Paper No. 11
Presentation Time: 8:00 AM-12:00 PM
URANIUM MOBILIZATION IN GROUNDWATERS: GEOCHEMICAL INVESTIGATIONS AND WATER-ROCK INTERACTION MODELLING IN A COASTAL AREA OF EASTERN SARDINIA (ITALY)
Uranium is concentrated in late-stage magmas and therefore granitoids are usually enriched in U compared to many other rocks. The extent of U mobilization in ground water depends on a wide number of hydrogeological (water-rock ratio, water flow and residence time), geochemical (main dissolved components, pH, redox conditions) and mineralogical factors, such as phases containing U (Wanty and Nordstrom, 1993, in: Regional Ground-Water Quality, Alley, ed., VanNostrand Reinhold).

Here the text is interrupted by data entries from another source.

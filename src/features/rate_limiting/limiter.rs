//! # Feature: Interaction Rate Limiting
//!
//! Gates how often a user may trigger interactive components (button clicks).
//! Uses DashMap for thread-safe concurrent access and tokio timers for the
//! delayed reset/cooldown actions. Every per-user value is replaced wholesale
//! on update so concurrent writers never merge partial state.
//!
//! - **Version**: 1.0.0
//! - **Since**: 0.1.0
//! - **Toggleable**: false
//!
//! ## Changelog
//! - 1.0.0: Initial release with per-user usage tracking and cooldown timers

use std::sync::Arc;
use std::time::Duration;

use dashmap::mapref::entry::Entry;
use dashmap::DashMap;
use log::{debug, error};
use tokio::task::JoinHandle;
use tokio::time::{sleep, Instant};

use crate::core::config::RateLimitConfig;

/// Stable user identity as delivered by the platform client.
pub type UserId = u64;

/// Per-user rate limit record. Immutable per update: transitions store a new
/// value rather than mutating fields in place.
#[derive(Debug, Clone, Copy, PartialEq, Eq)]
pub struct UserRateLimit {
    /// Events observed in the current tracking window.
    pub usage: u32,
    /// `Some(t)` blocks the user until `t`; `None` means not limited.
    pub rate_limit_end: Option<Instant>,
}

/// Outcome of a rate limit check.
#[derive(Debug, Clone, Copy, PartialEq, Eq)]
pub enum RateLimitCheck {
    /// The interaction may proceed.
    Allowed,
    /// The user is blocked; `remaining` is the time left until the block ends.
    /// Callers render this however the platform expects (see `core::response`).
    Limited { remaining: Duration },
}

impl RateLimitCheck {
    pub fn is_limited(&self) -> bool {
        matches!(self, RateLimitCheck::Limited { .. })
    }
}

/// Process-wide interaction rate limiter keyed by user ID.
///
/// Cheap to clone; clones share the same state table and timers.
#[derive(Clone)]
pub struct InteractionRateLimiter {
    shared: Arc<Shared>,
}

struct Shared {
    config: RateLimitConfig,
    entries: DashMap<UserId, UserRateLimit>,
    reset_timers: DashMap<UserId, JoinHandle<()>>,
    cooldown_timers: DashMap<UserId, JoinHandle<()>>,
}

impl InteractionRateLimiter {
    pub fn new(config: RateLimitConfig) -> Self {
        InteractionRateLimiter {
            shared: Arc::new(Shared {
                config,
                entries: DashMap::new(),
                reset_timers: DashMap::new(),
                cooldown_timers: DashMap::new(),
            }),
        }
    }

    /// Record one interaction event for `user_id` and report whether it may
    /// proceed. `now` is injected so callers and tests control the clock.
    ///
    /// Safe to call concurrently for the same and different users. The call
    /// that crosses `max_events` is itself still allowed; only subsequent
    /// calls are blocked. A missed increment under a same-user race is
    /// tolerated: this is an abuse heuristic, not a ledger.
    pub async fn check_and_record(&self, user_id: UserId, now: Instant) -> RateLimitCheck {
        let current = match self.shared.entries.entry(user_id) {
            Entry::Vacant(slot) => {
                slot.insert(UserRateLimit {
                    usage: 1,
                    rate_limit_end: None,
                });
                self.schedule_reset(user_id);
                return RateLimitCheck::Allowed;
            }
            Entry::Occupied(mut slot) => {
                let prior = *slot.get();
                // Usage is frozen while a rate limit is active.
                let updated = match prior.rate_limit_end {
                    None => UserRateLimit {
                        usage: prior.usage + 1,
                        ..prior
                    },
                    Some(_) => prior,
                };
                slot.insert(updated);
                updated
            }
        };

        match current.rate_limit_end {
            None => {
                if current.usage == 1 {
                    // A zero-usage entry left behind by a fired reset action is
                    // equivalent to no entry, so this event starts a new
                    // tracking window of its own.
                    self.schedule_reset(user_id);
                }
                if current.usage >= self.shared.config.max_events {
                    let end = now + self.shared.config.cooldown;
                    self.shared.entries.alter(&user_id, |_, prior| UserRateLimit {
                        rate_limit_end: Some(end),
                        ..prior
                    });
                    self.schedule_cooldown(user_id);
                    debug!(
                        "user {user_id} hit {} events, rate limited for {:?}",
                        current.usage, self.shared.config.cooldown
                    );
                }
                RateLimitCheck::Allowed
            }
            Some(end) => {
                if now > end {
                    self.recover_overdue(user_id, now, end);
                    RateLimitCheck::Allowed
                } else {
                    RateLimitCheck::Limited {
                        remaining: end - now,
                    }
                }
            }
        }
    }

    /// Number of users with a live entry in the state table.
    pub fn tracked_users(&self) -> usize {
        self.shared.entries.len()
    }

    /// Abort all pending timers and drop all state. For clean bot shutdown.
    pub fn shutdown(&self) {
        for timer in self.shared.reset_timers.iter() {
            timer.value().abort();
        }
        for timer in self.shared.cooldown_timers.iter() {
            timer.value().abort();
        }
        self.shared.reset_timers.clear();
        self.shared.cooldown_timers.clear();
        self.shared.entries.clear();
    }

    /// Schedule the reset action: after one tracking window, zero the user's
    /// usage count unless a rate limit became active in the meantime.
    fn schedule_reset(&self, user_id: UserId) {
        let shared = Arc::clone(&self.shared);
        let window = self.shared.config.tracking_window;
        let handle = tokio::spawn(async move {
            sleep(window).await;
            shared.entries.alter(&user_id, |_, prior| match prior.rate_limit_end {
                None => UserRateLimit {
                    usage: 0,
                    rate_limit_end: None,
                },
                Some(_) => prior,
            });
            shared.reset_timers.remove(&user_id);
            debug!("tracking window elapsed for user {user_id}, usage reset");
        });
        if let Some(stale) = self.shared.reset_timers.insert(user_id, handle) {
            // Abort is a no-op on completed tasks, so this is safe even if the
            // stale timer already fired.
            stale.abort();
        }
    }

    /// Schedule the cooldown action: once the rate limit period ends, remove
    /// the user's entry entirely.
    fn schedule_cooldown(&self, user_id: UserId) {
        let shared = Arc::clone(&self.shared);
        let cooldown = self.shared.config.cooldown;
        let handle = tokio::spawn(async move {
            sleep(cooldown).await;
            shared.entries.remove(&user_id);
            shared.cooldown_timers.remove(&user_id);
            debug!("cooldown elapsed for user {user_id}, entry removed");
        });
        if let Some(stale) = self.shared.cooldown_timers.insert(user_id, handle) {
            stale.abort();
        }
    }

    /// Self-healing path: a rate limit is past its end but the cooldown timer
    /// never removed the entry. Force-remove it, cancel the timer if it is
    /// somehow still pending, and log every anomaly. The caller sees a plain
    /// "allowed" result; bookkeeping failures must not block users.
    fn recover_overdue(&self, user_id: UserId, now: Instant, end: Instant) {
        let overrun = now - end;
        error!(
            "rate limit for user {user_id} expired {}ms ago but the entry was never removed",
            overrun.as_millis()
        );
        match self.shared.cooldown_timers.remove(&user_id) {
            None => {
                error!("no cooldown timer recorded for overdue rate limit on user {user_id}");
            }
            Some((_, handle)) => {
                if !handle.is_finished() {
                    handle.abort();
                    error!("forcibly cancelled a still-pending cooldown timer for user {user_id}");
                }
            }
        }
        self.shared.entries.remove(&user_id);
    }
}

impl Default for InteractionRateLimiter {
    fn default() -> Self {
        InteractionRateLimiter::new(RateLimitConfig::default())
    }
}
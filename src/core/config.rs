//! # Rate Limit Configuration
//!
//! YAML-based limiter configuration with schema validation.
//!
//! - **Version**: 1.0.0
//! - **Since**: 0.1.0

use std::time::Duration;

use anyhow::Result;
use serde::{Deserialize, Serialize};

/// Default number of events a user may trigger per tracking window.
pub const MAX_EVENTS: u32 = 5;
/// Default tracking window during which usage accumulates.
pub const TRACKING_WINDOW: Duration = Duration::from_millis(120_000);
/// Default cooldown applied once a user crosses the event threshold.
pub const COOLDOWN: Duration = Duration::from_millis(120_000);

/// Limiter tuning knobs. Fixed for the lifetime of a limiter instance.
#[derive(Debug, Clone, Deserialize, Serialize)]
#[serde(default)]
pub struct RateLimitConfig {
    /// Events allowed per tracking window before the cooldown kicks in.
    pub max_events: u32,
    /// Window during which a user's usage count accumulates.
    #[serde(rename = "tracking_window_ms", with = "duration_ms")]
    pub tracking_window: Duration,
    /// How long a user stays blocked after crossing the threshold.
    #[serde(rename = "cooldown_ms", with = "duration_ms")]
    pub cooldown: Duration,
}

impl Default for RateLimitConfig {
    fn default() -> Self {
        RateLimitConfig {
            max_events: MAX_EVENTS,
            tracking_window: TRACKING_WINDOW,
            cooldown: COOLDOWN,
        }
    }
}

impl RateLimitConfig {
    /// Load limiter configuration from a YAML file
    pub fn load(path: &str) -> Result<Self> {
        let contents = std::fs::read_to_string(path)?;
        let config: RateLimitConfig = serde_yaml::from_str(&contents)?;
        config.validate()?;
        Ok(config)
    }

    /// Validate the configuration
    pub fn validate(&self) -> Result<()> {
        if self.max_events == 0 {
            return Err(anyhow::anyhow!("max_events must be at least 1"));
        }
        if self.tracking_window.is_zero() {
            return Err(anyhow::anyhow!("tracking_window_ms must be non-zero"));
        }
        if self.cooldown.is_zero() {
            return Err(anyhow::anyhow!("cooldown_ms must be non-zero"));
        }
        Ok(())
    }
}

/// Durations are written as integer milliseconds in config files.
mod duration_ms {
    use std::time::Duration;

    use serde::{Deserialize, Deserializer, Serializer};

    pub fn serialize<S: Serializer>(value: &Duration, serializer: S) -> Result<S::Ok, S::Error> {
        serializer.serialize_u64(value.as_millis() as u64)
    }

    pub fn deserialize<'de, D: Deserializer<'de>>(deserializer: D) -> Result<Duration, D::Error> {
        Ok(Duration::from_millis(u64::deserialize(deserializer)?))
    }
}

Ground waters in granitoids may have high U concentrations, although they rarely exceed 20 µg/L (Gascoyne, 1989, Appl. Geoch., v. 4, p. 577). Dissolved U concentrations up to 100 µg/L have been recognized in ground waters of eastern Sardinia (Lorrai and Mereu, 1999, Rend. Sem. Fac. Sc. Univ. Cagliari, 69). Rocks in this area include a low-grade metamorphic basement of Cambrian to lower Carboniferous age, intruded at the end of Hercynian orogeny by calcalkaline magmas of granodioritic composition (Secchi et al, 2002, Per. Mineral., 70). Post Hercynian (Permian) rhyolitic volcanics are also present in the northern part of the study area. Water samples collected from shallow wells, drilled wells and springs have been analysed by IC (major anions), ICP-OES (major and some trace cations) and ICP-MS (U and many other trace elements). Waters circulating in the Permian volcanics have low TDS (220 to 460 mg/L) and low U concentrations (0.2 to 1.8 µg/L). Waters of metamorphic aquifers have TDS ranging from 1500 to 3800 mg/L and dissolved U ranging from 0.7 to 11 µg/L (mean 3.7 µg/L). Waters circulating in granodiorites and their superficial weathering zones have variable TDS, ranging from 130 to 2400 mg/L and U concentrations ranging from 0.2 to 100 µg/L (mean 13 µg/L). A field radiometric survey has located a swarm of mineralized fractures in granodiorites, with pyrite, magnetite and epidote in the area with the higher dissolved U concentrations. The high variability in salinity may be related to water-rock interactions or to the influence of seawater on coastal aquifers. However, U appears to be more closely related to alkalinity than to salinity, in agreement with other studies. Numerical modelling of the geochemical data will be used to help in understanding this variability and to draw a model of water-rock interaction and U mobilization in this area.